The prevalence of obesity has doubled in Australia in the last two decades. As a result, overweight and obesity will be associated with 10,000 thyroid cancers in the next decade.
Avoiding excess weight, especially obesity, should be a priority for thyroid cancer prevention, the first study to evaluate future thyroid cancer burden in Australia has found. The world-first study published in the International Journal of Cancer and led by Dr Maarit Laaksonen from UNSW’s School of Mathematics and Statistics, found that one in five future thyroid cancers in Australia is attributable to current levels of overweight and obesity.
Dr Laaksonen, a senior lecturer in Data Science, says this is concerning as the prevalence of obesity in Australia has doubled during the last two decades, with 75 per cent of Australian men and 60 per cent of Australian women being overweight or obese.
“This finding translates to close to 10,000 thyroid cancers in the next 10 years,” Dr Laaksonen says. “Obesity explains 75 per cent of this burden in Australia.”
The main authority for cancer research, the International Agency for Research on Cancer, has concluded that body fatness is a causal risk factor of thyroid cancer. But Dr Laaksonen says this is the first time a study has evaluated the thyroid cancer burden attributable to current levels of overweight and obesity and compared this burden by sex.
Thyroid cancer is one of the few cancers that is 2-3 times as common in women as in men, but Dr Laaksonen says the study found that the future thyroid cancer burden attributable to overweight/obese is higher for men compared with women. Being overweight or obese explains two in five thyroid cancers in men, and one in 10 thyroid cancers in women. “It is still not well understood what causes the sex difference in overweight/obesity-related thyroid cancer risk,” Dr Laaksonen says. “But our findings add evidence to the urgent need to halt and reverse the current global trend in weight gain, especially obesity and especially in men.”

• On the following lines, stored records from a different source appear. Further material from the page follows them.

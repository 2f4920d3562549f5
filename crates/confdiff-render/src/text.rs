//! Human-readable text rendering.
//!
//! Color is applied through the `colored` crate's global controls; callers
//! that want plain output (pipes, `--no-color`) disable it with
//! `colored::control::set_override(false)`.

use std::collections::BTreeSet;
use std::fmt::Write;

use colored::Colorize;
use confdiff_core::{DiffReport, DivergenceRecord};

/// Render a report as text: one section per root classification, then one
/// line per divergence record.
pub fn render_text(report: &DiffReport) -> String {
    let mut out = String::new();
    let c = &report.classification;

    section(&mut out, "Added", &c.added, |key| {
        format!("{} {}", "+".green(), key)
    });
    section(&mut out, "Removed", &c.removed, |key| {
        format!("{} {}", "-".red(), key)
    });
    section(&mut out, "Unchanged", &c.unchanged, |key| {
        format!("{} {}", "=".dimmed(), key)
    });
    section(&mut out, "Changed", &c.changed, |key| {
        format!("{} {}", "~".yellow(), key.yellow())
    });

    if !report.records.is_empty() {
        let _ = writeln!(out, "\nDivergences:");
        for record in &report.records {
            let _ = writeln!(out, "  {}", record_line(record));
        }
    }

    if !report.has_differences() {
        let _ = writeln!(out, "\n{} Documents are identical.", "✓".green().bold());
    }

    out
}

fn section(out: &mut String, title: &str, keys: &BTreeSet<String>, line: impl Fn(&str) -> String) {
    let _ = writeln!(out, "{} ({}):", title.bold(), keys.len());
    for key in keys {
        let _ = writeln!(out, "  {}", line(key));
    }
}

/// One line per record, tagged with the divergence kind and path.
pub fn record_line(record: &DivergenceRecord) -> String {
    match record {
        DivergenceRecord::TypeMismatch { path, left, right } => format!(
            "{} {}: {} vs {}",
            "[type]".red().bold(),
            path.cyan(),
            left,
            right
        ),
        DivergenceRecord::ScalarMismatch { path, left, right } => format!(
            "{} {}: {} != {}",
            "[value]".yellow().bold(),
            path.cyan(),
            left,
            right
        ),
        DivergenceRecord::KeyAdded { path, key } => format!(
            "{} {}: {}",
            "[key added]".green().bold(),
            path.cyan(),
            key
        ),
        DivergenceRecord::KeyRemoved { path, key } => format!(
            "{} {}: {}",
            "[key removed]".red().bold(),
            path.cyan(),
            key
        ),
        DivergenceRecord::ListLengthMismatch {
            path,
            left_len,
            right_len,
        } => format!(
            "{} {}: {} vs {}",
            "[list length]".red().bold(),
            path.cyan(),
            left_len,
            right_len
        ),
        DivergenceRecord::ListItemMismatch {
            path, left, right, ..
        } => format!(
            "{} {}: {} != {}",
            "[list item]".yellow().bold(),
            path.cyan(),
            left,
            right
        ),
    }
}

#[cfg(test)]
mod tests {
    use super::*;
    use confdiff_core::Value;
    use std::collections::BTreeMap;

    fn doc(pairs: &[(&str, Value)]) -> Value {
        Value::Mapping(
            pairs
                .iter()
                .map(|(k, v)| (k.to_string(), v.clone()))
                .collect::<BTreeMap<_, _>>(),
        )
    }

    fn plain(s: &str) -> String {
        // colored may be force-disabled globally by other tests; strip any
        // escape codes so assertions see bare text either way.
        let mut out = String::new();
        let mut chars = s.chars();
        while let Some(ch) = chars.next() {
            if ch == '\u{1b}' {
                for c in chars.by_ref() {
                    if c == 'm' {
                        break;
                    }
                }
            } else {
                out.push(ch);
            }
        }
        out
    }

    #[test]
    fn sections_and_record_lines() {
        let current = doc(&[
            ("env", "prod".into()),
            ("replicas", 3i64.into()),
            ("tags", Value::Sequence(vec![])),
        ]);
        let past = doc(&[
            ("env", "staging".into()),
            ("replicas", 3i64.into()),
            ("ports", Value::Sequence(vec![])),
        ]);
        let report = DiffReport::compute(&current, &past).unwrap();

        let text = plain(&render_text(&report));
        assert!(text.contains("Added (1):"));
        assert!(text.contains("+ tags"));
        assert!(text.contains("Removed (1):"));
        assert!(text.contains("- ports"));
        assert!(text.contains("Unchanged (1):"));
        assert!(text.contains("= replicas"));
        assert!(text.contains("Changed (1):"));
        assert!(text.contains("~ env"));
        assert!(text.contains("[value] /env: prod != staging"));
    }

    #[test]
    fn identical_documents_say_so() {
        let d = doc(&[("a", 1i64.into())]);
        let report = DiffReport::compute(&d, &d).unwrap();
        let text = plain(&render_text(&report));
        assert!(text.contains("Documents are identical."));
        assert!(!text.contains("Divergences:"));
    }

    #[test]
    fn record_lines_cover_all_kinds() {
        let records = vec![
            DivergenceRecord::TypeMismatch {
                path: "/a".into(),
                left: Value::Null,
                right: 1i64.into(),
            },
            DivergenceRecord::KeyAdded {
                path: "/a".into(),
                key: "k".into(),
            },
            DivergenceRecord::KeyRemoved {
                path: "/a".into(),
                key: "k".into(),
            },
            DivergenceRecord::ListLengthMismatch {
                path: "/a".into(),
                left_len: 2,
                right_len: 0,
            },
            DivergenceRecord::ListItemMismatch {
                path: "/a/[0]".into(),
                index: 0,
                left: 1i64.into(),
                right: 2i64.into(),
            },
        ];
        let lines: Vec<String> = records.iter().map(|r| plain(&record_line(r))).collect();
        assert_eq!(lines[0], "[type] /a: null vs 1");
        assert_eq!(lines[1], "[key added] /a: k");
        assert_eq!(lines[2], "[key removed] /a: k");
        assert_eq!(lines[3], "[list length] /a: 2 vs 0");
        assert_eq!(lines[4], "[list item] /a/[0]: 1 != 2");
    }
}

Dr Laaksonen says while this study defines what is linked to one in five thyroid cancers in Australia, it’s not well understood what explains the remainder. “Other lifestyle factors do not appear to be implicated but ionizing radiation exposure, iodine deficiency and some genetic factors and family history are known to increase the thyroid cancer risk. Thyroid cancer is a bit like prostate cancer that its risk factors are not yet very well understood.”
The study findings were based on seven Australian cohort studies involving 370,000 participants, which enabled the evaluation of less common cancers such as thyroid cancer. “We linked the data from these seven studies, which all ascertained the participants’ Body Mass Index [BMI] at study baseline, with national cancer and death databases, which allowed us to estimate the strength of BMI-cancer and BMI-death associations during the follow-up,” Dr Laaksonen says.
“We estimated up-to-date prevalence of overweight and obesity in the Australian population from the latest National Health Survey from 2017-2018, and then combined the strength of association and exposure prevalence estimates to estimate population attributable fractions [PAF]. The PAFs describe what fraction of future cancers at the population level is explained by current exposure. We did this by applying advanced PAF methods which I developed.” The advanced PAF methods allow for unbiased disease burden estimates, as well as for the comparison of preventable disease burden by population subgroups in the study. “These methods require access to large cohort data,” Dr Laaksonen says. As prevalence of overweight/obesity is higher in men than women it adds to the sex difference in thyroid cancer burden. “Finally, we multiplied the PAF estimates by the projected numbers of thyroid cancers in the next ten years (2021-2030) to get the absolute numbers of thyroid cancers that are expected to occur due to body fatness,” Dr Laaksonen says. The aim of the project, which was jointly funded by the National Health and Medical Research Council and the Cancer Institute NSW, was to evaluate for the first time preventable future burden of cancer in Australia and its determinants. The team involved in this study includes collaborators and representatives of the seven cohort studies on which the study was based on. They are from various Australian universities, institutes and Cancer Councils.
Dr Laaksonen has previously published findings on preventable lung, colorectal, breast, endometrial, ovarian, pancreatic, kidney, bladder and head and neck cancers. The data scientist is a member of an international team that has just received a $550,000 grant from the World Cancer Research Fund to expand the cancer burden analyses internationally. “This grant is a fantastic opportunity to use my methods to inform global cancer control. Our collaboration includes experts at Cancer Council Victoria, University of Melbourne, University of New South Wales and Harvard University,” she says. Her next steps include a study on the preventable burden of stomach and oesophageal cancers, and a summary paper on preventable cancer burden in Australia across all cancers.